● **EXERCISE OBJECTIVE**
Here is a block of records. Copy every line in it that includes "only".

● **Collected data**
-=-=-

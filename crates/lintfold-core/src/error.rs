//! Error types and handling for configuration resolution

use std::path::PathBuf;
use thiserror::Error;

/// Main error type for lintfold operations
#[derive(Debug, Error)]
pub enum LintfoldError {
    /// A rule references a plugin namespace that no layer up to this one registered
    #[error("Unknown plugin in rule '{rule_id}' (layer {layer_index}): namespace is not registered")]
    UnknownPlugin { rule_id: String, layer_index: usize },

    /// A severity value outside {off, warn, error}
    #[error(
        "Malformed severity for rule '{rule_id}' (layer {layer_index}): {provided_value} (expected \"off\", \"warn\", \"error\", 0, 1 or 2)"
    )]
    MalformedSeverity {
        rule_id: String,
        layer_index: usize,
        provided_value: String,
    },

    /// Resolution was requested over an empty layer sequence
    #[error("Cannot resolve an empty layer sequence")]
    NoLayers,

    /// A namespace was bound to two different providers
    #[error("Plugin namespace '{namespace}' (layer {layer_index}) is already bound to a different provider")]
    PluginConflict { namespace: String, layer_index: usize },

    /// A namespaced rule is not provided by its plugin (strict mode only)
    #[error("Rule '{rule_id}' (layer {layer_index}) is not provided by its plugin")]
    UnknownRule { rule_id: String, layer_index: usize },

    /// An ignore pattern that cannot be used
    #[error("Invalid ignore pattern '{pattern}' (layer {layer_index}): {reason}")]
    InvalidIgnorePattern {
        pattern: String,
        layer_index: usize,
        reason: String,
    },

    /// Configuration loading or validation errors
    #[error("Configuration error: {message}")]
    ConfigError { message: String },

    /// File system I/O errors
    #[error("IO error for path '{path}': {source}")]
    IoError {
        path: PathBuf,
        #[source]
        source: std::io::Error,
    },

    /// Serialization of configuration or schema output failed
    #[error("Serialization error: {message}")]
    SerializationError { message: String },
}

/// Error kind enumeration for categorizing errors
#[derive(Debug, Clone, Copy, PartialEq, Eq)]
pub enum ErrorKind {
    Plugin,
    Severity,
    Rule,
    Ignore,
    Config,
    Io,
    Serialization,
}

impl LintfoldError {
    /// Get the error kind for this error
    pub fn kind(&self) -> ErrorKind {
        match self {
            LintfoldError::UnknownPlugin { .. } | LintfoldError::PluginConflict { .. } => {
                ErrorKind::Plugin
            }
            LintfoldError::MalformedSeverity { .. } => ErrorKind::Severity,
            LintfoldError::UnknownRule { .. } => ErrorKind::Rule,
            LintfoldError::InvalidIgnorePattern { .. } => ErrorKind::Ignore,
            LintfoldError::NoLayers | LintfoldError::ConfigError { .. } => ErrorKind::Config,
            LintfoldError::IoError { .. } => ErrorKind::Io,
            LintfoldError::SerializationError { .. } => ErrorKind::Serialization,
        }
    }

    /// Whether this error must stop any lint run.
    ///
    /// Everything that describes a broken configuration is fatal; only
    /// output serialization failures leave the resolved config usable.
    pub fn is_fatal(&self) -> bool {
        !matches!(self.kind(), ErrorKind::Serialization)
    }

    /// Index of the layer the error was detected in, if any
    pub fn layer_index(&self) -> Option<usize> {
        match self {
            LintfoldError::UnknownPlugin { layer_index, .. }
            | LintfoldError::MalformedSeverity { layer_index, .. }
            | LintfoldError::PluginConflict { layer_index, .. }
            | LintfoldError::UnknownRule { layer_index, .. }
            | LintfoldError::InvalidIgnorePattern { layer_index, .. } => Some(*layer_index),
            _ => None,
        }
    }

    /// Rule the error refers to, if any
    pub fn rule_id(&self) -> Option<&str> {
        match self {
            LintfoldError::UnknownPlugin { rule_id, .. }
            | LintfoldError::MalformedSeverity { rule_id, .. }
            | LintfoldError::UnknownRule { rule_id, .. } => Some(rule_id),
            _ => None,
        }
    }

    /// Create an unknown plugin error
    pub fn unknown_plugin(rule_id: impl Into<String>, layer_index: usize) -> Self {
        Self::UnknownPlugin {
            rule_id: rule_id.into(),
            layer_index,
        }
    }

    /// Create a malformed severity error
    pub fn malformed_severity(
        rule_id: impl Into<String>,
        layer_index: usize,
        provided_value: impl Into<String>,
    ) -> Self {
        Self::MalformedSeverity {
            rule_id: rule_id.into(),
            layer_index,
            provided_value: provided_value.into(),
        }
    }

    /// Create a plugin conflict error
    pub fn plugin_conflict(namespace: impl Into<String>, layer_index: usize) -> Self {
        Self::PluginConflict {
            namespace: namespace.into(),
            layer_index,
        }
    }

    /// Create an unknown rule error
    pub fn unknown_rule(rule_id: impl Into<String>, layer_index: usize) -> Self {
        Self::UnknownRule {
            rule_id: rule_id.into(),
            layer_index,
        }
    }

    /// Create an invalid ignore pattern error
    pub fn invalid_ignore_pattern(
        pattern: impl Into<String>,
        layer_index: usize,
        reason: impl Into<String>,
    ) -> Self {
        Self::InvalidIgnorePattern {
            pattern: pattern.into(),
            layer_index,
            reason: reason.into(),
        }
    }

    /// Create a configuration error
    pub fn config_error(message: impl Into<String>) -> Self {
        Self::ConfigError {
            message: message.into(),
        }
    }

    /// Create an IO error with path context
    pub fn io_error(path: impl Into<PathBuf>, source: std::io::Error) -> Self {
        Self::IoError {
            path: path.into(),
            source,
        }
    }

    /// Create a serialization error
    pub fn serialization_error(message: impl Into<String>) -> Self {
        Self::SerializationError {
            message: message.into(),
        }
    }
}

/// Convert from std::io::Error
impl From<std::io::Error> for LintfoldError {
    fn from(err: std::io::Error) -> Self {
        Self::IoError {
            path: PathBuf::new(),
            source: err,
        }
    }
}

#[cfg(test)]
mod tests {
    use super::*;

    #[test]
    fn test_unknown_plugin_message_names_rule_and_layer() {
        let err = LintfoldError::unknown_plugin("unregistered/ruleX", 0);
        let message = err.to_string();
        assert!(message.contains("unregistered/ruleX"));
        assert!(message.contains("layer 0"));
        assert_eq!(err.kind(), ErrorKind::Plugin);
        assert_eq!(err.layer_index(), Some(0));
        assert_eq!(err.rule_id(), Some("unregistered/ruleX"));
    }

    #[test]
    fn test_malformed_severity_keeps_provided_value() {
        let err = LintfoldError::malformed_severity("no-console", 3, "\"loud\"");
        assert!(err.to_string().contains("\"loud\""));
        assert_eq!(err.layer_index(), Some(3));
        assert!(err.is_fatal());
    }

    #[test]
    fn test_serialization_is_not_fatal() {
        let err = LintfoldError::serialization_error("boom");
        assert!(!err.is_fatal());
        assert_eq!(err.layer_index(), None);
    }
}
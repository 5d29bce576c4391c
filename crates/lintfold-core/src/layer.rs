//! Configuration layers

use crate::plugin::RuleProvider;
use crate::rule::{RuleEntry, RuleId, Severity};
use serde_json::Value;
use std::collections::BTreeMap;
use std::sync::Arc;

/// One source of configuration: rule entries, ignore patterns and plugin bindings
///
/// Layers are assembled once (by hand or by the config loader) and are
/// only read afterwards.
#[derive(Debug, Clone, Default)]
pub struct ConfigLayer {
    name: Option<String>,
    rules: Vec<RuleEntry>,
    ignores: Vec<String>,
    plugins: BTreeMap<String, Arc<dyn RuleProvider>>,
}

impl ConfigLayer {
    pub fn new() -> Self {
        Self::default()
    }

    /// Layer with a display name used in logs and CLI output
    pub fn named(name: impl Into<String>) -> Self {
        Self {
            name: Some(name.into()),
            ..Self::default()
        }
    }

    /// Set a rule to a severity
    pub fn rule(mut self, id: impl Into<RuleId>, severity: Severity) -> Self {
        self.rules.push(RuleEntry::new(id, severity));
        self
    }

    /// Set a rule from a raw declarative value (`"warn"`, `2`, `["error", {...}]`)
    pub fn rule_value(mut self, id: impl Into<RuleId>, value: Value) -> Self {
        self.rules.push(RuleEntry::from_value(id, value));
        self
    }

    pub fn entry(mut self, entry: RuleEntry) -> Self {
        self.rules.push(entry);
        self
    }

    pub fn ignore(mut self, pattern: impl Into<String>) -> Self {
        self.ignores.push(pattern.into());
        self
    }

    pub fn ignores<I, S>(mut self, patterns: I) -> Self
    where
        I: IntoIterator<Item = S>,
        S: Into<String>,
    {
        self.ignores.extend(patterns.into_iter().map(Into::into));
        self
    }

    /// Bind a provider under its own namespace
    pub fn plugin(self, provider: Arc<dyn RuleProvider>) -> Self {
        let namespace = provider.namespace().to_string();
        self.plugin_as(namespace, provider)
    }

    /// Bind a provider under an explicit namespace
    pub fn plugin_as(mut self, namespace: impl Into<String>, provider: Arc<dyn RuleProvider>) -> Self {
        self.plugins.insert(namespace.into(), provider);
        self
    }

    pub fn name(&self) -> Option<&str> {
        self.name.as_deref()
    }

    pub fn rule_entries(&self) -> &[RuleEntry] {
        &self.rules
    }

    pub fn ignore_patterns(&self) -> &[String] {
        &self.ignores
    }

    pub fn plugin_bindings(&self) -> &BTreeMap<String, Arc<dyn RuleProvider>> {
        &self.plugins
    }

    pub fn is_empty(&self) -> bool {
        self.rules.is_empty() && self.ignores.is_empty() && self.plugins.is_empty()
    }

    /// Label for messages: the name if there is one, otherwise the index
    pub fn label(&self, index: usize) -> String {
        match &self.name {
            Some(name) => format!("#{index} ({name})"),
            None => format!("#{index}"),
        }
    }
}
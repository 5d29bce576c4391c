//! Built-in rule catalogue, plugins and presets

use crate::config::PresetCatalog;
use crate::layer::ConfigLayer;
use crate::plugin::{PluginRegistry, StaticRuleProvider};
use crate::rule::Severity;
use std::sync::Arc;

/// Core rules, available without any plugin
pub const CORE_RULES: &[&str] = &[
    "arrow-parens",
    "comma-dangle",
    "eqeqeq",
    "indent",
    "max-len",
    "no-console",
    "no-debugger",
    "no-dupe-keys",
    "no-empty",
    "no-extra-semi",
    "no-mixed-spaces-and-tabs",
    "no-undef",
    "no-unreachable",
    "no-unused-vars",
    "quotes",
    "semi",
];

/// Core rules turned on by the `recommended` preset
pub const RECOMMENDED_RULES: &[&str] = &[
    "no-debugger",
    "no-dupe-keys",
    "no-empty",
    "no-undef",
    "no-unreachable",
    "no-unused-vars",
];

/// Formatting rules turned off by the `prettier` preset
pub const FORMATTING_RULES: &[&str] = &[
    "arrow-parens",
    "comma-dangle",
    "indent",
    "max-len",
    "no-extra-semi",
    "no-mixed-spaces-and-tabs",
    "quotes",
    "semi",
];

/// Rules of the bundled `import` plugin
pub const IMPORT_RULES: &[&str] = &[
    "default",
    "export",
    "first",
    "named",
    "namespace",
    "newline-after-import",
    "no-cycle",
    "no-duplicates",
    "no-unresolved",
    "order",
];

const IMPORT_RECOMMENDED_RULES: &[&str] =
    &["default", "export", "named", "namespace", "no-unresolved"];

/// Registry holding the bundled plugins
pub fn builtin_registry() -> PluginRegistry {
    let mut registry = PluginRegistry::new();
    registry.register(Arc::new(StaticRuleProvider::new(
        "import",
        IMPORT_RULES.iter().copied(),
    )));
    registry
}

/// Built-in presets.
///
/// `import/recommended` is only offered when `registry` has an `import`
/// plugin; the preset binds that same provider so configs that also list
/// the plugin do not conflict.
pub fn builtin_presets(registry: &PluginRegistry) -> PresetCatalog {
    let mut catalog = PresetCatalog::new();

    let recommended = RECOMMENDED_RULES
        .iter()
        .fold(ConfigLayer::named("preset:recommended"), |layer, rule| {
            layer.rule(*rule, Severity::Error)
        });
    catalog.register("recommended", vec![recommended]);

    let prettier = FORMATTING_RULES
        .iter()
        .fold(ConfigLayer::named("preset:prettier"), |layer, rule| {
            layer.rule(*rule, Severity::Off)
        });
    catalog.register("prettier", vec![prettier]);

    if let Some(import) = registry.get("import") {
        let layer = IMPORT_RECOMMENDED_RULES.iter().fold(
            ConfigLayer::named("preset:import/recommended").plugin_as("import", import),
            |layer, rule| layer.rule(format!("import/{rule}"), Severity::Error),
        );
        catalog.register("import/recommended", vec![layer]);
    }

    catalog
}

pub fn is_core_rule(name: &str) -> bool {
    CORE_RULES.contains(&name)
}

-=-=-

● **ANSWER TO THIS PROBLEM**
    /// A namespaced rule is not provided by its plugin (strict mode only)
    /// Everything that describes a broken configuration is fatal; only
/// only read afterwards.
/// `import/recommended` is only offered when `registry` has an `import`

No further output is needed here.